VERA DUKHOVA EXPLAINS
THROUGH a door at the back of the room entered, with a wriggling gait, the thin, yellow Vera Dukhova, with her large kind eyes.
“Thanks for having come,” she said, pressing Nekhlyudov’s hand. “Do you remember me? Let us sit down.”
“I did not expect to see you like this.”
“Oh, I am very happy. It is so delightful, so delightful, that I desire nothing better,” said Vera Dukhova, with her usual expression of fright in the large, kind, round eyes fixed on Nekhlyudov, and twisting the terribly thin, sinewy neck encircled by the shabby, crumpled, dirty collar of her bodice.
Nekhlyudov asked her how she came to be in prison.

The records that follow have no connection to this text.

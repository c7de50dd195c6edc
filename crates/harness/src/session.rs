//! Browser session lifecycle
//!
//! One session per test group: one browser process, one page, one HTTP
//! client. The session is opened before the group's first case and closed
//! exactly once after its last, regardless of case outcomes.

use std::path::PathBuf;
use std::time::Duration;

use chromiumoxide::browser::{Browser, BrowserConfig};
use futures::StreamExt;
use serde_json::Value;
use tokio::task::JoinHandle;
use tracing::{debug, warn};

use crate::error::{CaseError, CaseResult, HarnessError, HarnessResult};
use crate::page::PageHandle;

/// Browser window dimensions for a group that needs a fixed layout.
#[derive(Debug, Clone, Copy, PartialEq, Eq)]
pub struct Viewport {
    pub width: u32,
    pub height: u32,
}

/// Parameters for opening one browser session.
#[derive(Debug, Clone)]
pub struct SessionConfig {
    /// Address where the application under test is already running.
    pub base_url: String,
    pub headless: bool,
    /// Chromium's sandbox; disabled by default because graders commonly run
    /// in containers without the required privileges.
    pub sandbox: bool,
    pub viewport: Option<Viewport>,
    /// Explicit chromium-family executable; auto-detected when `None`.
    pub chrome_executable: Option<PathBuf>,
    pub nav_timeout: Duration,
    pub wait_timeout: Duration,
    pub poll_interval: Duration,
}

impl Default for SessionConfig {
    fn default() -> Self {
        Self {
            base_url: "http://localhost:6543".to_string(),
            headless: true,
            sandbox: false,
            viewport: None,
            chrome_executable: None,
            nav_timeout: Duration::from_secs(10),
            wait_timeout: Duration::from_secs(5),
            poll_interval: Duration::from_millis(100),
        }
    }
}

/// An open browser with a single page, exclusively owned by one test group.
pub struct BrowserSession {
    browser: Browser,
    handler: JoinHandle<()>,
    page: PageHandle,
    http: reqwest::Client,
    base_url: String,
}

impl BrowserSession {
    /// Launch the browser and open the page this group's cases will share.
    pub async fn open(config: &SessionConfig) -> HarnessResult<Self> {
        let mut builder = BrowserConfig::builder();
        if !config.headless {
            builder = builder.with_head();
        }
        if !config.sandbox {
            builder = builder.no_sandbox();
        }
        if let Some(viewport) = &config.viewport {
            builder = builder.window_size(viewport.width, viewport.height);
        }
        if let Some(path) = &config.chrome_executable {
            builder = builder.chrome_executable(path);
        }

        let browser_config = builder
            .build()
            .map_err(|e| HarnessError::Session(e.to_string()))?;
        let (browser, mut handler) = Browser::launch(browser_config)
            .await
            .map_err(|e| HarnessError::Session(format!("browser launch failed: {e}")))?;

        // The handler stream must be drained for CDP traffic to flow.
        let handle = tokio::spawn(async move {
            while let Some(event) = handler.next().await {
                if event.is_err() {
                    break;
                }
            }
        });

        let page = browser
            .new_page("about:blank")
            .await
            .map_err(|e| HarnessError::Session(format!("page could not be opened: {e}")))?;

        let http = reqwest::Client::builder()
            .timeout(config.nav_timeout)
            .build()
            .map_err(|e| HarnessError::Session(format!("http client build failed: {e}")))?;

        debug!("browser session opened against {}", config.base_url);

        Ok(Self {
            browser,
            handler: handle,
            page: PageHandle::new(page, config.wait_timeout, config.poll_interval),
            http,
            base_url: config.base_url.trim_end_matches('/').to_string(),
        })
    }

    /// The single page handle this session owns.
    pub fn page(&self) -> &PageHandle {
        &self.page
    }

    /// Address of the application under test, without a trailing slash.
    pub fn base_url(&self) -> &str {
        &self.base_url
    }

    /// Resolve a path against the application's base URL.
    pub fn absolute(&self, path: &str) -> String {
        join_url(&self.base_url, path)
    }

    /// Status of a plain GET against the application, without body decoding.
    pub async fn fetch_status(&self, path: &str) -> CaseResult<u16> {
        let url = self.absolute(path);
        let response = self
            .http
            .get(&url)
            .send()
            .await
            .map_err(|e| CaseError::execution(format!("GET {url} failed: {e}")))?;
        Ok(response.status().as_u16())
    }

    /// GET a JSON endpoint of the application under test.
    pub async fn fetch_json(&self, path: &str) -> CaseResult<(u16, Value)> {
        let url = self.absolute(path);
        let response = self
            .http
            .get(&url)
            .send()
            .await
            .map_err(|e| CaseError::execution(format!("GET {url} failed: {e}")))?;
        let status = response.status().as_u16();
        let body = response
            .json::<Value>()
            .await
            .map_err(|e| CaseError::execution(format!("GET {url} returned a non-JSON body: {e}")))?;
        Ok((status, body))
    }

    /// Close the browser and stop the event handler task.
    pub async fn close(mut self) -> HarnessResult<()> {
        if let Err(e) = self.browser.close().await {
            warn!("browser did not close cleanly: {e}");
        }
        self.handler.abort();
        debug!("browser session closed");
        Ok(())
    }
}

/// Join a path onto a base URL; absolute URLs pass through untouched.
fn join_url(base: &str, path: &str) -> String {
    if path.starts_with("http://") || path.starts_with("https://") {
        path.to_string()
    } else if path.starts_with('/') {
        format!("{base}{path}")
    } else {
        format!("{base}/{path}")
    }
}

#[cfg(test)]
mod tests {
    use super::*;

    #[test]
    fn test_session_config_defaults() {
        let config = SessionConfig::default();
        assert!(config.headless);
        assert!(!config.sandbox);
        assert_eq!(config.base_url, "http://localhost:6543");
        assert_eq!(config.wait_timeout, Duration::from_secs(5));
        assert!(config.viewport.is_none());
    }

    #[test]
    fn test_join_url() {
        let base = "http://localhost:6543";
        assert_eq!(join_url(base, "/stock"), "http://localhost:6543/stock");
        assert_eq!(join_url(base, "stock"), "http://localhost:6543/stock");
        assert_eq!(
            join_url(base, "http://other:1234/x"),
            "http://other:1234/x"
        );
    }
}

In answer she began relating all about her affairs with great animation. Her speech was intermingled with many special words, such as propaganda, disorganisation, social groups, sections and sub-sections, about which she seemed to think everybody knew, but which Nekhlyudov had never heard of. She told him all the secrets of the Narodovolstvo, evidently convinced that he was pleased to hear them. Nekhlyudov looked at her miserable little neck, her thin, unkempt hair, and wondered why she had been doing all these strange things, and why she was now telling all this to him. He pitied her, but not as he had pitied Menshov, the peasant, kept in this stinking prison for no fault of his own. She was pitiable because of the confusion that filled her mind. It was clear that she considered herself a heroine ready to lay down her life for the success of her cause; yet she could hardly have explained what that cause was, or in what its success consisted.